Lifting the Atlantic’s October issue off the magazine rack, I guessed that “The First White President” by Ta-Nehisi Coates, wasn’t about George Washington. Coates, African-American writer and provocateur, argues that Donald Trump is the “first white president,” a practitioner of “white supremacy, in all its truculent and sanctimonious power.” In pressing his case that white racism is fundamental to Trump’s victory, he downplays, indeed objects to, the role of class, non-voters, stupidity, unemployment, and animosity toward Hillary Clinton. His argument may be shortsighted, but it is also instructive.
Between the World and Me, Coates’s last book, was written in the wake of Michael Brown’s death in Ferguson and the deaths of other black men at the hands of police. In part a memoir of growing up amid the violence of Baltimore, it was a warning to his adolescent son of the threat the nation posed to his black body. The book was painful to read for both his indictment of racism and his roiling anger. Was it only racism that stoked this cri de coeur, or was it his father’s punishments (“either I can beat him, or the police”), or even, as a recent Guardian article speculated, an atheism that left him without hope?

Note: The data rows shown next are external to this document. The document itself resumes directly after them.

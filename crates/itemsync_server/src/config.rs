//! Server configuration.

use std::time::Duration;

/// Configuration for the request boundary.
#[derive(Debug, Clone)]
pub struct ServerConfig {
    /// Requests allowed to run at once. Further requests wait for a slot.
    pub max_concurrent_requests: usize,
    /// Time a request may take, queueing included. Mutations still running
    /// when it expires roll back.
    pub request_timeout: Duration,
    /// Reject mutation ids that are not UUIDs. On by default; clients are
    /// expected to generate a fresh UUID per logical mutation.
    pub require_uuid_mutation_ids: bool,
}

impl ServerConfig {
    /// Creates a configuration with default values.
    pub fn new() -> Self {
        Self {
            max_concurrent_requests: 64,
            request_timeout: Duration::from_secs(30),
            require_uuid_mutation_ids: true,
        }
    }

    /// Sets the concurrency limit. Zero is treated as one.
    pub fn with_max_concurrent_requests(mut self, max: usize) -> Self {
        self.max_concurrent_requests = max.max(1);
        self
    }

    /// Sets the request timeout.
    pub fn with_request_timeout(mut self, timeout: Duration) -> Self {
        self.request_timeout = timeout;
        self
    }

    /// Sets whether mutation ids must be UUIDs.
    pub fn with_uuid_mutation_ids(mut self, required: bool) -> Self {
        self.require_uuid_mutation_ids = required;
        self
    }
}

impl Default for ServerConfig {
    fn default() -> Self {
        Self::new()
    }
}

Eight Years in Power, a collection of his Atlantic articles, traces Coates’s move from angry provocateur to public intellectual. The shift came with “The Case for Reparations,” in which he called for recompense to African Americans for slavery and its after-effects. The essay brought notoriety as well as recognition. Strangers stopped to question, to talk, to praise. On the subway “a middle-aged white man began gesturing toward me. I took off my headphones. He lauded the article.” To Coates’s amazement, people were wrestling with his ideas. The trajectory from the angry young man to the reflective essayist in this collection shows him writing his way out of the Baltimore cul-de-sac.